Apple Inc.’s iPhone 14 crash detection feature is falsely reporting car crashes again, this time by people skiing.
In October, it was reported that emergency services workers were being called to the Kings Island amusement park in Ohio when iPhone 14 users were on rollercoasters and similar false alerts were also triggered at another park near Chicago. Forward to ski season and the same thing is happening on the ski fields in Colorado.
According to the Colorado Sun, dispatchers at the Summit Country 911 Center fielded 71 automated crash notifications from the phones of skiers at the county’s four ski areas last week. None of them involved an emergency.
Because all 911 emergency notifications are investigated, each false notification took time to sort out. The operations center would try to contact the skier and if the call was not answered, a special operations deputy contacted ski patrollers to check the location of the automated call.
“We are not in the practice of disregarding calls,” Trina Dummer, the interim director of the Summit County 911 Center, told the newspaper. “These calls involve a tremendous amount of resources, from dispatchers to deputies to ski patrollers. And I don’t think we’ve ever had an actual emergency event.”

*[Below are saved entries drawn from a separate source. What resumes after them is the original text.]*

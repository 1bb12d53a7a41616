//! Entrypoint for the `memento` command-line client.

use std::process;

#[tokio::main]
async fn main() {
    let exit_code = memento_cli::run().await;
    if exit_code != 0 {
        process::exit(exit_code);
    }
}
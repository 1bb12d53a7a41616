//! Timeline browsing and post authoring commands.

use memento_api_models::PostVisibility;
use memento_client::PostFeed;

use crate::cli::{PostCreateArgs, PostEditArgs, PostIdArgs, TagsArgs, TimelineArgs};
use crate::client::{AppContext, CliResult};
use crate::commands::drain_pages;
use crate::output;

pub(crate) async fn handle_timeline(ctx: &AppContext, args: TimelineArgs) -> CliResult<()> {
    let feed = resolve_feed(&args);
    let loader = ctx.client.post_loader(feed);
    let posts = drain_pages(&loader, args.pages).await?;
    output::render_posts(&posts, ctx.output)?;
    if !loader.is_exhausted() {
        eprintln!("more pages available (rerun with --pages {})", args.pages + 1);
    }
    Ok(())
}

pub(crate) async fn handle_tags(ctx: &AppContext, args: TagsArgs) -> CliResult<()> {
    let tags = ctx.client.tags(args.all).await?;
    output::render_tags(&tags, ctx.output)
}

pub(crate) async fn handle_show(ctx: &AppContext, args: PostIdArgs) -> CliResult<()> {
    let post = ctx.client.post(args.id).await?;
    output::render_post(&post, ctx.output)
}

pub(crate) async fn handle_create(ctx: &AppContext, args: PostCreateArgs) -> CliResult<()> {
    ctx.client
        .create_post(&args.content, visibility(args.private))
        .await?;
    println!("post created");
    Ok(())
}

pub(crate) async fn handle_edit(ctx: &AppContext, args: PostEditArgs) -> CliResult<()> {
    ctx.client
        .edit_post(args.id, &args.content, visibility(args.private))
        .await?;
    println!("post {} updated", args.id);
    Ok(())
}

pub(crate) async fn handle_delete(ctx: &AppContext, args: PostIdArgs) -> CliResult<()> {
    ctx.client.delete_post(args.id).await?;
    println!("post {} deleted", args.id);
    Ok(())
}

pub(crate) async fn handle_like(ctx: &AppContext, args: PostIdArgs) -> CliResult<()> {
    ctx.client.like_post(args.id).await?;
    println!("post {} liked", args.id);
    Ok(())
}

pub(crate) async fn handle_unlike(ctx: &AppContext, args: PostIdArgs) -> CliResult<()> {
    ctx.client.unlike_post(args.id).await?;
    println!("post {} unliked", args.id);
    Ok(())
}

fn resolve_feed(args: &TimelineArgs) -> PostFeed {
    if let Some(username) = &args.user {
        PostFeed::User {
            username: username.clone(),
        }
    } else if args.following {
        PostFeed::Following
    } else if let Some(username) = &args.liked {
        PostFeed::Liked {
            username: username.clone(),
        }
    } else if let Some(tag) = &args.tag {
        PostFeed::Tagged { tag: tag.clone() }
    } else if let Some(keyword) = &args.search {
        PostFeed::Search {
            keyword: keyword.clone(),
        }
    } else {
        PostFeed::All
    }
}

const fn visibility(private: bool) -> PostVisibility {
    if private {
        PostVisibility::Private
    } else {
        PostVisibility::Public
    }
}

#[cfg(test)]
mod tests {
    use super::*;
    use crate::commands::test_support::{signed_in_context_for, user_json};
    use httpmock::prelude::*;
    use serde_json::json;

    fn post_json(id: u64, content: &str) -> serde_json::Value {
        json!({
            "IsLiked": false,
            "IsPrivate": false,
            "PostID": id,
            "User": user_json("ada"),
            "TotalLiked": 0,
            "TotalComment": 0,
            "CreatedAt": "2024-02-01T00:00:00Z",
            "EditedAt": "2024-02-01T00:00:00Z",
            "Content": content
        })
    }

    #[test]
    fn feed_selectors_map_to_endpoint_feeds() {
        let args = TimelineArgs {
            tag: Some("rust".to_string()),
            ..TimelineArgs::default()
        };
        assert!(matches!(resolve_feed(&args), PostFeed::Tagged { tag } if tag == "rust"));
        assert!(matches!(
            resolve_feed(&TimelineArgs::default()),
            PostFeed::All
        ));
    }

    #[tokio::test]
    async fn timeline_walks_the_requested_pages() {
        let server = MockServer::start_async().await;
        let first = server.mock(|when, then| {
            when.method(GET).path("/api/post/all").query_param("page", "0");
            then.status(200)
                .json_body(json!({"posts": [post_json(1, "a")], "maxPage": 1}));
        });
        let second = server.mock(|when, then| {
            when.method(GET).path("/api/post/all").query_param("page", "1");
            then.status(200)
                .json_body(json!({"posts": [post_json(2, "b")], "maxPage": 1}));
        });

        let dir = tempfile::tempdir().expect("tempdir");
        let ctx = signed_in_context_for(&server, &dir.path().join("session.json"));
        handle_timeline(
            &ctx,
            TimelineArgs {
                pages: 2,
                ..TimelineArgs::default()
            },
        )
        .await
        .expect("timeline should succeed");
        first.assert();
        second.assert();
    }

    #[tokio::test]
    async fn timeline_surfaces_a_failed_page_as_an_error() {
        let server = MockServer::start_async().await;
        server.mock(|when, then| {
            when.method(GET).path("/api/post/all");
            then.status(503);
        });

        let dir = tempfile::tempdir().expect("tempdir");
        let ctx = signed_in_context_for(&server, &dir.path().join("session.json"));
        let args = TimelineArgs {
            pages: 1,
            ..TimelineArgs::default()
        };
        let err = handle_timeline(&ctx, args)
            .await
            .expect_err("failed page must not render partial output");
        assert_eq!(err.exit_code(), 3);
    }

    #[tokio::test]
    async fn create_sends_content_and_visibility() {
        let server = MockServer::start_async().await;
        let mock = server.mock(|when, then| {
            when.method(POST)
                .path("/api/post/create")
                .form_urlencoded_tuple("content", "remember")
                .form_urlencoded_tuple("permission", "private");
            then.status(200);
        });

        let dir = tempfile::tempdir().expect("tempdir");
        let ctx = signed_in_context_for(&server, &dir.path().join("session.json"));
        handle_create(
            &ctx,
            PostCreateArgs {
                content: "remember".to_string(),
                private: true,
            },
        )
        .await
        .expect("create should succeed");
        mock.assert();
    }
}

The false emergency notifications are not limited to Summit County alone, with dispatch operators in Grand, Eagle, Pitkin and Routt countries in Colorado also fielding record numbers of false emergency calls from iPhone 14 users. As dispatch centers prioritize calls in the order they are received, false notifications are said to delay the response to real emergencies.
Apple supposedly addressed the issue with the release of iOS 16.2 on Dec.13, with “optimizations” meant to prevent iPhone 14s from calling emergency services when users are enjoying rollercoasters and other intense rides. Given the reports out of Colorado, they seemingly did not allow for something as simple as a skier falling over.
While the crash detection feature clearly has flaws, others sing its praises. Yahoo News reports that a California couple is lucky to be alive after they crashed their car 300 feet into a canyon and were saved after their iPhone 14 contacted authorities. Authorities were also alerted to a fatal crash in Nebraska in October that involved the death of six young people.